On le dit 'proche' de Jacques Chirac. Il l'a vu pour la première fois en 2000, lors de la signature de la Charte de Paris contre le cancer. Un an plus tard, le président de la République l'a convié à dîner. 'Il voulait tout savoir sur le cancer, comment cette maladie fonctionnait et il m'a dit : Si je le peux, un jour, je ferai une mobilisation nationale', se rappelle-t-il. C'est ainsi qu'après l'annonce présidentielle, le 14 juillet 2002, d'un grand chantier en faveur de la lutte contre le cancer, David Khayat a été appelé par l'Elysée.
Cet après-midi d'avril, dans ses consultations, ce ne sont pas des gens connus qui défilent mais des hommes et des femmes de toutes conditions et de tous âges venus parfois pour un deuxième avis ou en désespoir de cause, en espérant se voir proposer un énième traitement qui prolongera la vie. La notoriété attire souvent les cas les plus difficiles. 'Ce qui est impressionnant, c'est leur nombre, leur angoisse, leur âge, leur envie de vivre', dit-il en remontant souffler dans son bureau entre deux rendez-vous. Etre spectateur de ces consultations, c'est être forcément ému - par la souffrance et l'inquiétude des patients - et forcément impressionné - par la qualité d'écoute et l'humanité de ce médecin.
En moins d'un an à la tête de l'INCa, David Khayat a bousculé la cancérologie, lancé l'accréditation des établissements. Et ne s'est pas fait que des amis. Son action dérange, mais chacun s'accorde à reconnaître que la lutte contre le cancer avance. Il a, avec lui, la jeune génération des cancérologues, les quadras à qui il a offert une place de choix pour superviser la recherche, cancer par cancer. 'L'INCa est un cadeau superbe, la force de Khayat a été de convaincre Chirac et le gouvernement de doter la lutte contre le cancer d'un réel budget', se félicite le professeur Xavier Pivot, cancérologue au CHU de Besançon. 'Brillant, intelligent, moteur d'idées', estime le professeur Olivier Rixe qui le seconde dans son service de La Salpêtrière, mais aujourd'hui 'jalousé', résument plusieurs de ses confrères.
'Peut-être ces joutes sont-elles une préparation à sa succession', suggère le professeur Pivot.
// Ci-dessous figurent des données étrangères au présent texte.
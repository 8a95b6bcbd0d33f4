//! Jobportal - a small job-listing web application

use anyhow::Result;
use std::path::Path;
use std::sync::Arc;
use tracing_subscriber::{layer::SubscriberExt, util::SubscriberInitExt};

use jobportal::{
    api::{self, AppState},
    config::Config,
    db::{
        self,
        repositories::{SqlxJobRepository, SqlxUserRepository},
    },
    services::{JobService, TokenIssuer, UserService},
};

#[tokio::main]
async fn main() -> Result<()> {
    // Initialize tracing
    tracing_subscriber::registry()
        .with(
            tracing_subscriber::EnvFilter::try_from_default_env()
                .unwrap_or_else(|_| "jobportal=info,tower_http=debug".into()),
        )
        .with(tracing_subscriber::fmt::layer())
        .init();

    tracing::info!("Starting job portal...");

    // Load configuration
    let config = Config::load_with_env(Path::new("config.yml"))?;
    tracing::info!("Configuration loaded");

    // Initialize database
    let pool = db::create_pool(&config.database).await?;
    tracing::info!("Database connected: {}", config.database.url);

    // Run migrations
    db::migrations::run_migrations(&pool).await?;
    tracing::info!("Database migrations completed");

    // Wire up repositories and services
    let tokens = TokenIssuer::new(config.auth.secret.clone(), config.auth.token_ttl_minutes);
    let user_repo = SqlxUserRepository::shared(pool.clone());
    let job_repo = SqlxJobRepository::shared(pool.clone());
    let user_service = Arc::new(UserService::new(user_repo, tokens.clone()));
    let job_service = Arc::new(JobService::new(job_repo));

    let state = AppState {
        user_service,
        job_service,
        tokens,
    };

    let app = api::build_router(state, &config.server.cors_origin)?;

    let addr = format!("{}:{}", config.server.host, config.server.port);
    let listener = tokio::net::TcpListener::bind(&addr).await?;
    tracing::info!("Listening on http://{}", addr);

    axum::serve(listener, app).await?;

    Ok(())
}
Car David Khayat ne fera pas carrière à l'INCa. Il l'a dit dès son premier discours et jure de tenir parole. 'Ma vie est ailleurs, c'est la liberté de soigner', résume-t-il. Sa plus grande fierté aura été d'obtenir il y a quelques mois un protocole temporaire de traitement pour une forme grave de cancer du sein. 'Avec l'Herceptine, on a sauvé 4 000 femmes.' Dans quelques mois, il quittera la gestion de l'Institut et retournera à ses malades, à l'écriture, sa 'psychanalyse', et à la gastronomie, son péché mignon. L'un de ses meilleurs amis, le grand cuisinier Guy Savoy, ne tarit pas d'éloges sur cet homme 'plein d'humanité'. "Ce n'est pas un cancérologue lugubre, il aime la vie."
Parcours
"1956
Naissance à Sfax (Tunisie).
1960
Arrive avec sa famille en France.
1985
Doctorat d'Etat en médecine.
1990
Nommé chef du service d'oncologie médicale de La Pitié-Salpêtrière.
2000
Initiateur de la Charte de Paris et du Sommet mondial contre le cancer.
2005
Nommé président de l'Institut national du cancer (INCA)."